Researchers examined the costs of the World Health Organization (WHO) Surgical Safety Checklist over a one year period in the United States to determine whether use of the checklist could reduce costs at the hospital level. To determine cost, researchers estimated the cost of implementation and cost per use, weighed this against costs and rates of surgical complications determined by available evidence, and compared it to the cost of current practice.   

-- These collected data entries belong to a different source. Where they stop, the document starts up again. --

use clap::Args;
use fourpillars_core::Config;

use super::birth::BirthArgs;
use super::print_json;

#[derive(Args, Debug)]
pub struct HighlightArgs {
    #[command(flatten)]
    pub birth: BirthArgs,
    /// Print the interpretation text instead of JSON
    #[arg(long)]
    pub explain: bool,
}

pub fn run(args: HighlightArgs) -> Result<(), Box<dyn std::error::Error>> {
    let config = Config::load()?;
    let (_, chart, luck) = args.birth.chart_with_luck(&config)?;
    let period = config.highlight_calculator().calculate(&chart, &luck);
    if args.explain {
        println!("{}", period.explain());
        Ok(())
    } else {
        print_json(&period)
    }
}
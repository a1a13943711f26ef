//! Special stars: fixed single-key lookups against a chart's pillars.
//!
//! Each star is keyed by either the day master, the month branch, or the year
//! branch's harmony group, and sits in whichever pillar holds the target stem
//! or branch.

use serde::Serialize;

use crate::branch_relation::THREE_HARMONIES;
use crate::cycle::{Branch, Chart, PillarPosition, Stem};

use Branch::*;

/// Whether a star is favourable.
#[derive(Debug, Clone, Copy, PartialEq, Eq, Serialize)]
#[serde(rename_all = "snake_case")]
pub enum StarKind {
    Auspicious,
    Inauspicious,
}

/// A star found in a chart.
#[derive(Debug, Clone, PartialEq, Eq, Serialize)]
pub struct SpecialStar {
    pub name: &'static str,
    pub kind: StarKind,
    pub position: PillarPosition,
    pub description: &'static str,
}

/// Stars found in one chart, split by kind.
#[derive(Debug, Clone, Default, PartialEq, Eq, Serialize)]
pub struct SpecialStars {
    pub auspicious: Vec<SpecialStar>,
    pub inauspicious: Vec<SpecialStar>,
}

impl SpecialStars {
    fn push(&mut self, star: SpecialStar) {
        match star.kind {
            StarKind::Auspicious => self.auspicious.push(star),
            StarKind::Inauspicious => self.inauspicious.push(star),
        }
    }
}

struct StarInfo {
    name: &'static str,
    kind: StarKind,
    description: &'static str,
}

const HEAVENLY_NOBLE: StarInfo = StarInfo {
    name: "天乙貴人",
    kind: StarKind::Auspicious,
    description: "The highest auspicious star. Helpers appear in hard times; steady development in middle and later life.",
};
const HEAVENLY_VIRTUE: StarInfo = StarInfo {
    name: "天徳貴人",
    kind: StarKind::Auspicious,
    description: "Receives the virtue of heaven. Escapes misfortune; affairs go smoothly.",
};
const MONTHLY_VIRTUE: StarInfo = StarInfo {
    name: "月徳貴人",
    kind: StarKind::Auspicious,
    description: "Receives the virtue of the moon. Well regarded socially.",
};
const FORTUNE_STAR: StarInfo = StarInfo {
    name: "福星貴人",
    kind: StarKind::Auspicious,
    description: "Blessed with fortune and virtue. Favourable for wealth.",
};
const LITERARY_STAR: StarInfo = StarInfo {
    name: "文昌貴人",
    kind: StarKind::Auspicious,
    description: "Talent for learning and the arts. Gifted intellect.",
};
const GOAT_BLADE: StarInfo = StarInfo {
    name: "羊刃",
    kind: StarKind::Inauspicious,
    description: "Fierce and impulsive temperament. Risk of injury or accidents; blunt speech.",
};

/// Year-branch stars, targets indexed like `THREE_HARMONIES`
/// (申子辰, 亥卯未, 寅午戌, 巳酉丑).
const YEAR_GROUP_STARS: [(StarInfo, [Branch; 4]); 6] = [
    (
        StarInfo {
            name: "孤辰",
            kind: StarKind::Inauspicious,
            description: "Suggests solitude and thin family ties. Strongly independent.",
        },
        [Shen, Hai, Yin, Si],
    ),
    (
        StarInfo {
            name: "寡宿",
            kind: StarKind::Inauspicious,
            description: "Thin ties with a spouse. Emotional isolation.",
        },
        [Chen, Wei, Xu, Chou],
    ),
    (
        StarInfo {
            name: "駅馬",
            kind: StarKind::Inauspicious,
            description: "Movement, change and travel. Frequent job or home changes; restless.",
        },
        [Yin, Si, Shen, Hai],
    ),
    (
        StarInfo {
            name: "亡神",
            kind: StarKind::Inauspicious,
            description: "Sudden misfortune. Financial loss; plans that fail.",
        },
        [Si, Yin, Hai, Shen],
    ),
    (
        StarInfo {
            name: "劫殺",
            kind: StarKind::Inauspicious,
            description: "Sudden trouble. Beware of theft.",
        },
        [Hai, Shen, Si, Yin],
    ),
    (
        StarInfo {
            name: "桃花",
            kind: StarKind::Inauspicious,
            description: "Romantic attraction. Popular with others; prone to romantic trouble.",
        },
        [You, Zi, Mao, Wu],
    ),
];

fn heavenly_noble_branches(day_master: Stem) -> [Branch; 2] {
    match day_master {
        Stem::Jia | Stem::Wu => [Chou, Wei],
        Stem::Yi | Stem::Ji => [Zi, Shen],
        Stem::Bing | Stem::Ding => [Hai, You],
        Stem::Geng | Stem::Xin => [Yin, Wu],
        Stem::Ren | Stem::Gui => [Si, Mao],
    }
}

fn fortune_star_branch(day_master: Stem) -> Branch {
    match day_master {
        Stem::Jia => Yin,
        Stem::Yi => Mao,
        Stem::Bing | Stem::Wu => Si,
        Stem::Ding | Stem::Ji => Wu,
        Stem::Geng => Shen,
        Stem::Xin => You,
        Stem::Ren => Hai,
        Stem::Gui => Zi,
    }
}

fn literary_star_branch(day_master: Stem) -> Branch {
    match day_master {
        Stem::Jia | Stem::Yi => Si,
        Stem::Bing | Stem::Ding => Wu,
        Stem::Wu | Stem::Ji => Shen,
        Stem::Geng | Stem::Xin => You,
        Stem::Ren | Stem::Gui => Hai,
    }
}

fn goat_blade_branch(day_master: Stem) -> Branch {
    match day_master {
        Stem::Jia => Mao,
        Stem::Yi => Yin,
        Stem::Bing | Stem::Wu => Wu,
        Stem::Ding | Stem::Ji => Si,
        Stem::Geng => You,
        Stem::Xin => Shen,
        Stem::Ren => Zi,
        Stem::Gui => Hai,
    }
}

fn heavenly_virtue_stem(month_branch: Branch) -> Stem {
    match month_branch {
        Zi => Stem::Ding,
        Chou | Hai => Stem::Jia,
        Yin => Stem::Gui,
        Mao => Stem::Geng,
        Chen | Xu => Stem::Xin,
        Si => Stem::Bing,
        Wu => Stem::Yi,
        Wei => Stem::Wu,
        Shen => Stem::Ji,
        You => Stem::Ren,
    }
}

fn monthly_virtue_stem(month_branch: Branch) -> Stem {
    match month_branch {
        Yin | Wu | Xu => Stem::Bing,
        Shen | Zi | Chen => Stem::Ren,
        Si | You | Chou => Stem::Geng,
        Hai | Mao | Wei => Stem::Jia,
    }
}

/// Position of the first pillar (year → hour) holding `branch`.
fn first_position(chart: &Chart, branch: Branch) -> Option<PillarPosition> {
    chart
        .pillars()
        .into_iter()
        .find(|(_, p)| p.branch == branch)
        .map(|(pos, _)| pos)
}

fn star(info: &StarInfo, position: PillarPosition) -> SpecialStar {
    SpecialStar {
        name: info.name,
        kind: info.kind,
        position,
        description: info.description,
    }
}

/// Every special star present in `chart`.
pub fn special_stars(chart: &Chart) -> SpecialStars {
    let day_master = chart.day_master();
    let month_branch = chart.month.branch;
    let mut stars = SpecialStars::default();

    let noble = heavenly_noble_branches(day_master);
    for (position, pillar) in chart.pillars() {
        if noble.contains(&pillar.branch) {
            stars.push(star(&HEAVENLY_NOBLE, position));
        }
    }

    for (info, target) in [
        (&HEAVENLY_VIRTUE, heavenly_virtue_stem(month_branch)),
        (&MONTHLY_VIRTUE, monthly_virtue_stem(month_branch)),
    ] {
        for (position, pillar) in chart.pillars() {
            if pillar.stem == target {
                stars.push(star(info, position));
            }
        }
    }

    for (info, target) in [
        (&FORTUNE_STAR, fortune_star_branch(day_master)),
        (&LITERARY_STAR, literary_star_branch(day_master)),
        (&GOAT_BLADE, goat_blade_branch(day_master)),
    ] {
        if let Some(position) = first_position(chart, target) {
            stars.push(star(info, position));
        }
    }

    let year_group = THREE_HARMONIES
        .iter()
        .position(|t| t.branches.contains(&chart.year.branch));
    if let Some(group) = year_group {
        for (info, targets) in &YEAR_GROUP_STARS {
            let target = targets[group];
            if let Some(position) = first_position(chart, target) {
                stars.push(star(info, position));
            }
        }
    }

    tracing::debug!(
        auspicious = stars.auspicious.len(),
        inauspicious = stars.inauspicious.len(),
        "Found special stars"
    );
    stars
}

#[cfg(test)]
mod tests {
    use super::*;
    use crate::cycle::Pillar;

    fn chart_1982() -> Chart {
        // 壬戌 庚子 己巳 己巳
        Chart {
            year: Pillar::new(Stem::Ren, Xu),
            month: Pillar::new(Stem::Geng, Zi),
            day: Pillar::new(Stem::Ji, Si),
            hour: Pillar::new(Stem::Ji, Si),
        }
    }

    fn names(stars: &[SpecialStar]) -> Vec<(&'static str, PillarPosition)> {
        stars.iter().map(|s| (s.name, s.position)).collect()
    }

    #[test]
    fn test_every_year_branch_has_a_group() {
        for b in Branch::ALL {
            assert!(THREE_HARMONIES.iter().any(|t| t.branches.contains(&b)));
        }
    }

    #[test]
    fn test_stars_for_sample_chart() {
        let stars = special_stars(&chart_1982());

        // 己: noble at 子/申 → month; 子 month: heavenly virtue 丁 (absent),
        // monthly virtue 壬 → year; fortune star 午 absent; literary 申 absent
        assert_eq!(
            names(&stars.auspicious),
            vec![("天乙貴人", PillarPosition::Month), ("月徳貴人", PillarPosition::Year)]
        );

        // goat blade 巳 first held by the day pillar; 戌 year → fire group:
        // lonely 寅, widow 戌, horse 申, death spirit 亥, robbery 巳, peach 卯
        assert_eq!(
            names(&stars.inauspicious),
            vec![
                ("羊刃", PillarPosition::Day),
                ("寡宿", PillarPosition::Year),
                ("劫殺", PillarPosition::Day),
            ]
        );
        assert!(stars.inauspicious.iter().all(|s| s.kind == StarKind::Inauspicious));
    }

    #[test]
    fn test_heavenly_noble_reports_each_pillar() {
        let chart = Chart {
            year: Pillar::new(Stem::Jia, Chou),
            month: Pillar::new(Stem::Jia, Chou),
            day: Pillar::new(Stem::Jia, Wei),
            hour: Pillar::new(Stem::Jia, Zi),
        };
        let noble: Vec<PillarPosition> = special_stars(&chart)
            .auspicious
            .iter()
            .filter(|s| s.name == "天乙貴人")
            .map(|s| s.position)
            .collect();
        assert_eq!(
            noble,
            vec![PillarPosition::Year, PillarPosition::Month, PillarPosition::Day]
        );
    }
}
//! Decade luck-cycle generation.

use serde::{Deserialize, Serialize};

use crate::cycle::{Chart, Gender, Pillar, Polarity};

/// Number of decade periods generated per chart.
pub const LUCK_PERIOD_COUNT: usize = 10;

/// Years covered by one luck period.
pub const LUCK_PERIOD_YEARS: u32 = 10;

/// Starting age used when no configuration overrides it.
///
/// A fixed value; deriving it from the distance to the nearest solar term is
/// not done here.
pub const DEFAULT_START_AGE: u32 = 3;

/// Largest starting age accepted from configuration.
pub const MAX_START_AGE: u32 = 100;

/// Direction the luck pillars step away from the month pillar.
#[derive(Debug, Clone, Copy, PartialEq, Eq, Serialize, Deserialize)]
#[serde(rename_all = "lowercase")]
pub enum Direction {
    Forward,
    Backward,
}

impl Direction {
    /// Forward for yang-year males and yin-year females.
    pub fn for_chart(chart: &Chart, gender: Gender) -> Self {
        let yang_year = chart.year.stem.polarity() == Polarity::Yang;
        let female = gender == Gender::Female;
        if yang_year ^ female {
            Direction::Forward
        } else {
            Direction::Backward
        }
    }

    fn sign(self) -> i64 {
        match self {
            Direction::Forward => 1,
            Direction::Backward => -1,
        }
    }
}

/// One decade of the luck cycle.
#[derive(Debug, Clone, Copy, PartialEq, Eq, Serialize, Deserialize)]
pub struct LuckPeriod {
    /// Zero-based position in the cycle.
    pub index: usize,
    pub pillar: Pillar,
    pub start_age: u32,
}

impl LuckPeriod {
    pub fn end_age(&self) -> u32 {
        self.start_age.saturating_add(LUCK_PERIOD_YEARS - 1)
    }

    pub fn covers(&self, age: u32) -> bool {
        (self.start_age..=self.end_age()).contains(&age)
    }
}

/// Ordered ten-entry decade sequence for one chart.
#[derive(Debug, Clone, PartialEq, Eq, Serialize, Deserialize)]
pub struct LuckCycle {
    pub direction: Direction,
    pub start_age: u32,
    pub periods: Vec<LuckPeriod>,
}

impl LuckCycle {
    /// Generate with the default starting age.
    pub fn generate(chart: &Chart, gender: Gender) -> Self {
        Self::generate_with_start_age(chart, gender, DEFAULT_START_AGE)
    }

    /// Generate with an explicit starting age.
    pub fn generate_with_start_age(chart: &Chart, gender: Gender, start_age: u32) -> Self {
        let direction = Direction::for_chart(chart, gender);
        let sign = direction.sign();
        let month = chart.month;

        let periods = (0..LUCK_PERIOD_COUNT)
            .map(|i| {
                let steps = sign * (i as i64 + 1);
                LuckPeriod {
                    index: i,
                    pillar: Pillar::new(month.stem.offset(steps), month.branch.offset(steps)),
                    start_age: start_age.saturating_add(LUCK_PERIOD_YEARS * i as u32),
                }
            })
            .collect();

        tracing::debug!(?direction, start_age, month = %month, "Generated luck cycle");

        Self {
            direction,
            start_age,
            periods,
        }
    }

    /// Period covering `age`, if the age falls inside the cycle.
    pub fn period_for_age(&self, age: u32) -> Option<&LuckPeriod> {
        let offset = age.checked_sub(self.start_age)?;
        self.periods.get((offset / LUCK_PERIOD_YEARS) as usize)
    }

    /// Period that starts exactly at `age`.
    pub fn period_starting_at(&self, age: u32) -> Option<&LuckPeriod> {
        self.periods.iter().find(|p| p.start_age == age)
    }
}
//! Birth input shared by every chart-based command.

use clap::Args;
use fourpillars_core::{chart, BirthData, Chart, Config, Gender, LuckCycle};

#[derive(Args, Debug, Clone)]
pub struct BirthArgs {
    /// Birth date (YYYY-MM-DD)
    #[arg(long)]
    pub date: String,
    /// Birth hour (0-23)
    #[arg(long, default_value_t = 12)]
    pub hour: u32,
    /// Gender (male|female)
    #[arg(long, default_value = "male")]
    pub gender: String,
}

/// Split `YYYY-MM-DD` into numbers; calendar validity is checked by the core.
pub fn parse_date(date: &str) -> Result<(i32, u32, u32), Box<dyn std::error::Error>> {
    let parts: Vec<&str> = date.trim().split('-').collect();
    match parts.as_slice() {
        [y, m, d] => Ok((y.parse()?, m.parse()?, d.parse()?)),
        _ => Err(format!("Invalid date: '{date}'. Use YYYY-MM-DD").into()),
    }
}

impl BirthArgs {
    pub fn birth_data(&self) -> Result<BirthData, Box<dyn std::error::Error>> {
        let (year, month, day) = parse_date(&self.date)?;
        let gender: Gender = self.gender.parse()?;
        Ok(BirthData::new(year, month, day, self.hour, gender)?)
    }

    pub fn chart(&self) -> Result<(BirthData, Chart), Box<dyn std::error::Error>> {
        let birth = self.birth_data()?;
        let c = chart(&birth)?;
        tracing::debug!(chart = %c, gender = %birth.gender, "Derived chart");
        Ok((birth, c))
    }

    /// Chart plus its luck cycle, using the configured starting age.
    pub fn chart_with_luck(
        &self,
        config: &Config,
    ) -> Result<(BirthData, Chart, LuckCycle), Box<dyn std::error::Error>> {
        let (birth, c) = self.chart()?;
        let luck = LuckCycle::generate_with_start_age(&c, birth.gender, config.luck.start_age);
        Ok((birth, c, luck))
    }
}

“When compared to the cost of current practice, the implementation and use of the checklist could save $103,829 annually for a hospital that performed 4,000 non-cardiac operations per year or about $25.96 saved per operation. If at least five major complications are prevented within the first year of using the checklist, then a hospital will recoup its investment within that same year,” said Marcus Semel, MD, a surgeon at BWH and lead author of the paper.  

The estimated cost was developed based both on the experiences of hospitals that have adopted the checklist and conversations with staff at those hospitals. The cost of implementation was determined by calculating the total time spent on implementation multiplied by the wages of those responsible for implementing, which typically included three champions or leaders of clinical departments, in collaboration with an implementation coordinator. Using these estimates, researchers determined an implementation cost of $12,635.   

The time taken to perform the actual checklist is approximately two minutes, and based on the experience of early adopters there has not been decreased productivity or disrupted work flow as a result of performing the checklist. Since the majority of the items on the checklist are verbal confirmations, there is no direct cost associated with performing each of the items on the list. One exception to this is the use of antibiotics to prevent infection. At hospitals that implemented the checklist, the rate of use of this medication increased by 26.5 percent. The resulting estimated cost per use of the checklist was between $5.50 and $22.  

Using available research, researchers determined the cost of any major surgical complication, and the rate of complications for all surgical procedures which they determined at $13,372 and 3 percent respectively. Researchers also used available evidence to determine the average number of inpatient surgical procedures and determined the cost of current practice by multiplying the number of non-cardiac inpatient operations performed per year by the complication rate and the cost per major complication. Researchers factored the effect the checklist had on reducing surgical complications based on previous research as well.  

Researchers then analyzed the overall cost of implementation and per use and determined that when compared to the current cost of practice, the WHO Surgical Safety Checklist could provide cost savings for hospitals throughout the United State that perform 4,000 non-cardiac surgeries annually.   

“Reducing complications and medical errors are an enormous benefit to everyone even when preventative efforts do not reduce costs,” said Semel. “Based on the findings from this and previous research, the WHO Surgical Safety Checklist can both improve the quality of patient care and reduce costs, and we would recommend the adoption of the checklist at institutions around the United States.”   

Researchers add that although additional benefits such as increased efficiency and staff retention were not included in this study, they may have the potential to add to the cost savings.  

This research was funded through the Harvard School of Public Health by a National Institutes of Health National Research Service Award.